Absurdity upon Absurdity
The health care debate and general political climate compound absurdity upon absurdity.
First we're told that our health care is only worth the time and effort if the remedy has no negative impact on the budget. No deficits allowed. The deficit risk defines your chances for health and longevity.
At the same time, we see that Wall Street failures and the overseas war effort are not held to the same standard on deficits spending.
The federal government has committed $23 trillion dollars to prop up Wall Street's failed financial institutions. That's a fantasy figure and clearly deficit-friendly since it's twice the 2008 Gross Domestic Product of the United States.
On Tuesday of this week a smaller amount was offered up for the 2010 expenditures on the Iraq war and the expanded efforts in Afghanistan. The $128 billion was approved without a Congressional Budget Office analysis (note the absence of a link for "CBO Cost Estimates"). Since we're already over budget for 2010, this is also in the deficit column.
It's all right to run huge deficits to bailout Wall Street crooks and to wage deadly wars but it's not all right to even think about a deficit when it comes to preserving the health and lives of citizens.
The second absurdity concerns priorities. A rational approach to national policy would place citizen health care well above both Wall Street welfare and endless wars on any list of priorities. But that wouldn't do much good with the current legislative approach.
A political victory amounts to a loss for the public. Why?
The current legislation delays help for the uninsured for years. It limits the "public option" to those without health insurance. It does little or nothing to contain rising health care costs for in the near term. And it ignores prescription medication -- a major factor in out-of-control costs.

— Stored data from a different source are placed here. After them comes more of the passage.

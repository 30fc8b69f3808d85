use yew::prelude::*;
use yew_icons::{Icon, IconId};

use crate::types::{format_str, quality_str, status_str, DownloadRecord, DownloadStatus};

#[derive(Properties, PartialEq)]
pub struct DownloadListProps {
    /// Queue snapshot, newest first.
    pub records: Vec<DownloadRecord>,
    pub on_toggle: Callback<u64>,
}

fn status_class(status: &DownloadStatus) -> &'static str {
    match status {
        DownloadStatus::Completed => "status-completed",
        DownloadStatus::Downloading => "status-downloading",
        DownloadStatus::Paused => "status-paused",
        DownloadStatus::Error => "status-error",
        DownloadStatus::Pending => "status-pending",
    }
}

#[function_component(DownloadList)]
pub fn download_list(props: &DownloadListProps) -> Html {
    // The whole card is hidden until the first submission lands.
    if props.records.is_empty() {
        return html! {};
    }

    html! {
        <section class="downloads-card">
            <div class="downloads-header">
                <Icon icon_id={IconId::LucideHistory} width={"18"} height={"18"} />
                <h2>{"Downloads"}</h2>
                <span class="count-badge">{ props.records.len() }</span>
            </div>
            <ul class="download-items">
                { for props.records.iter().map(|record| render_record(record, &props.on_toggle)) }
            </ul>
        </section>
    }
}

fn render_record(record: &DownloadRecord, on_toggle: &Callback<u64>) -> Html {
    let toggle = {
        let on_toggle = on_toggle.clone();
        let id = record.id;
        Callback::from(move |_| on_toggle.emit(id))
    };

    // Pause/resume is only offered while the record is actively moving or
    // explicitly held; terminal and pending rows get no control.
    let controls = match record.status {
        DownloadStatus::Downloading => html! {
            <button class="icon-btn" title="Pause" onclick={toggle}>
                <Icon icon_id={IconId::LucidePause} width={"14"} height={"14"} />
            </button>
        },
        DownloadStatus::Paused => html! {
            <button class="icon-btn" title="Resume" onclick={toggle}>
                <Icon icon_id={IconId::LucidePlay} width={"14"} height={"14"} />
            </button>
        },
        _ => html! {},
    };

    let detail = match record.status {
        DownloadStatus::Downloading => html! {
            <div class="item-progress">
                <div class="progress-track">
                    <div class="progress-fill" style={format!("width: {}%", record.progress)} />
                </div>
                <p class="progress-value">{ format!("{}%", record.progress.round()) }</p>
            </div>
        },
        DownloadStatus::Completed => html! {
            <p class="item-done">{"\u{2713} Download completed"}</p>
        },
        _ => html! {},
    };

    html! {
        <li key={record.id.to_string()} class="download-item">
            <div class="item-top">
                <div class="item-info">
                    <h3 class="item-title">{ record.title.clone() }</h3>
                    <p class="item-url">{ record.url.clone() }</p>
                    <div class="item-badges">
                        <span class="badge">{ format_str(&record.format).to_uppercase() }</span>
                        <span class="badge">{ quality_str(&record.quality) }</span>
                        <span class={classes!("status-dot", status_class(&record.status))}></span>
                        <span class="status-text">{ status_str(&record.status) }</span>
                    </div>
                </div>
                { controls }
            </div>
            { detail }
        </li>
    }
}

If you are insured now, you will get the pre-existing conditions exclusion lifted from future policies and some other benefits like moving your plan from one employer to another, etc. If you're self employed or a small business owner paying insurance directly to the tune of $1,200 to $1,400 a month per employee, there are no built-in cost control measures. If you're among the 54% of U.S. employees working for an employer that pays your health costs (self funded health insurance), using the Blue Crosses of the world to simply administer the plan, the savings you have now are, for the most part, what you will have after the "reforms" on the table.
Why? Because there are no cost controls for the underlying service, health care, and profit-driven insurance fees.
The cost saving elements of the bill from electronic records etc. are not going to appear in the next two years, if ever.
Current polling shows that 65% of citizens support "the government offering everyone a government health insurance plan like Medicare." The 10% to 40% that private insurers take out of the system for overhead and profits compares to less than 5% administrative costs for Medicare. By shifting health care costs away from employers to the government as single payer (in line with the rest of the industrialized world), U.S. businesses and workers could compete more effectively at home and abroad. After ten years, we might actually get some new jobs and higher incomes.